## RECORD EXCERPTS
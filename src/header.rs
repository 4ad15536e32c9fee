//! Header surface: status pill, coin counter, score row, reset button.
use std::fmt::Write;

use bevy::prelude::{Plugin as BevyPlugin, *};
use bevy_debug_text_overlay::screen_print;
use bevy_ui_build_macros::{build_ui, rect, size, style, unit};

use crate::{
    audio::{AudioRequest, SoundCue},
    haptics::{Haptic, HapticRequest},
    state::{GameIntent, GameMode, GameSnapshot},
    theme::{status_text, Palette, UiAssets},
};

#[derive(Component, Clone)]
struct HeaderRoot;

#[derive(Component, Clone)]
struct StatusPill;

#[derive(Component, Clone)]
struct StatusText;

#[derive(Component, Clone)]
enum HeaderInfo {
    Coins,
    CrossScore,
    NoughtScore,
    Draws,
}

#[derive(Component, Clone)]
struct ResetButton;

fn spawn_header(mut cmds: Commands, palette: Res<Palette>, assets: Res<UiAssets>) {
    let text = |content: &str, size: f32| assets.text_bundle(content, size, palette.text);
    let subtext = |content: &str| assets.text_bundle(content, 14.0, palette.card_subtext);
    let reset_button = cmds
        .spawn_bundle(ButtonBundle {
            color: palette.card.into(),
            style: style! {
                size: size!(44 px, 44 px),
                justify_content: JustifyContent::Center,
                align_items: AlignItems::Center,
            },
            ..Default::default()
        })
        .insert_bundle((ResetButton, Name::new("Reset button")))
        .with_children(|cmds| {
            cmds.spawn_bundle(assets.text_bundle("R", 20.0, palette.text));
        })
        .id();
    let node = NodeBundle {
        color: Color::NONE.into(),
        style: style! {
            display: Display::Flex,
            flex_direction: FlexDirection::Row,
            align_items: AlignItems::Center,
        },
        ..Default::default()
    };
    build_ui! {
        #[cmd(cmds)]
        node{
            size: size!(100 pct, auto),
            position_type: PositionType::Absolute,
            position: Rect { top: Val::Px(40.0), left: Val::Px(0.0), ..Default::default() },
            flex_direction: FlexDirection::ColumnReverse,
            padding: rect!(16 px)
        }[; HeaderRoot, Name::new("Header root")](
            node{
                size: size!(100 pct, auto),
                justify_content: JustifyContent::SpaceBetween,
                margin: Rect { bottom: Val::Px(20.0), ..Default::default() }
            }[; Name::new("Status row")](
                node{ padding: rect!(8 px) }[; StatusPill, UiColor(palette.turn)](
                    entity[text("Your Turn", 14.0); StatusText]
                ),
                node{ padding: rect!(8 px) }[; UiColor(palette.card), Name::new("Coin display")](
                    entity[text("0", 14.0); HeaderInfo::Coins]
                )
            ),
            node{
                size: size!(100 pct, auto),
                justify_content: JustifyContent::SpaceBetween,
                padding: rect!(16 px)
            }[; UiColor(palette.card), Name::new("Score row")](
                node(entity[subtext("You: 0"); HeaderInfo::CrossScore]),
                node(entity[subtext("Draw: 0"); HeaderInfo::Draws]),
                node(entity[subtext("AI: 0"); HeaderInfo::NoughtScore]),
                id(reset_button)
            )
        )
    };
}

fn update_header(
    snapshot: Res<GameSnapshot>,
    palette: Res<Palette>,
    mut infos: Query<(&mut Text, &HeaderInfo)>,
    mut pill: Query<&mut UiColor, With<StatusPill>>,
    mut status: Query<&mut Text, (With<StatusText>, Without<HeaderInfo>)>,
) {
    if !snapshot.is_changed() {
        return;
    }
    if let Ok(mut color) = pill.get_single_mut() {
        *color = UiColor(palette.status_color(&snapshot));
    }
    if let Ok(mut text) = status.get_single_mut() {
        let section = &mut text.sections[0];
        section.value.clear();
        write!(section.value, "{}", status_text(&snapshot)).unwrap();
    }
    let oppo_label = match snapshot.game_mode {
        GameMode::VsAi => "AI",
        GameMode::VsHuman => "Player 2",
    };
    for (mut text, info) in infos.iter_mut() {
        let txt = &mut text.sections[0].value;
        txt.clear();
        match info {
            HeaderInfo::Coins => write!(txt, "{}", snapshot.coins).unwrap(),
            HeaderInfo::CrossScore => write!(txt, "You: {}", snapshot.score.cross).unwrap(),
            HeaderInfo::Draws => write!(txt, "Draw: {}", snapshot.score.draws).unwrap(),
            HeaderInfo::NoughtScore => {
                write!(txt, "{oppo_label}: {}", snapshot.score.nought).unwrap()
            }
        }
    }
}

fn handle_reset(
    buttons: Query<&Interaction, (Changed<Interaction>, With<ResetButton>)>,
    mut intents: EventWriter<GameIntent>,
    mut audio_requests: EventWriter<AudioRequest>,
    mut haptic_requests: EventWriter<HapticRequest>,
) {
    for interaction in buttons.iter() {
        if *interaction == Interaction::Clicked {
            screen_print!("player reset the game");
            audio_requests.send(AudioRequest::PlayCue(SoundCue::Reset));
            haptic_requests.send(HapticRequest(Haptic::Medium));
            intents.send(GameIntent::ResetGame);
        }
    }
}

pub struct Plugin;
impl BevyPlugin for Plugin {
    fn build(&self, app: &mut App) {
        app.add_startup_system(spawn_header)
            .add_system(update_header)
            .add_system(handle_reset);
    }
}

## TASK TO COMPLETE
Where a line of the entries above holds the word "Plugin", return that line.

## RESULT
use bevy::prelude::{Plugin as BevyPlugin, *};
pub struct Plugin;
impl BevyPlugin for Plugin {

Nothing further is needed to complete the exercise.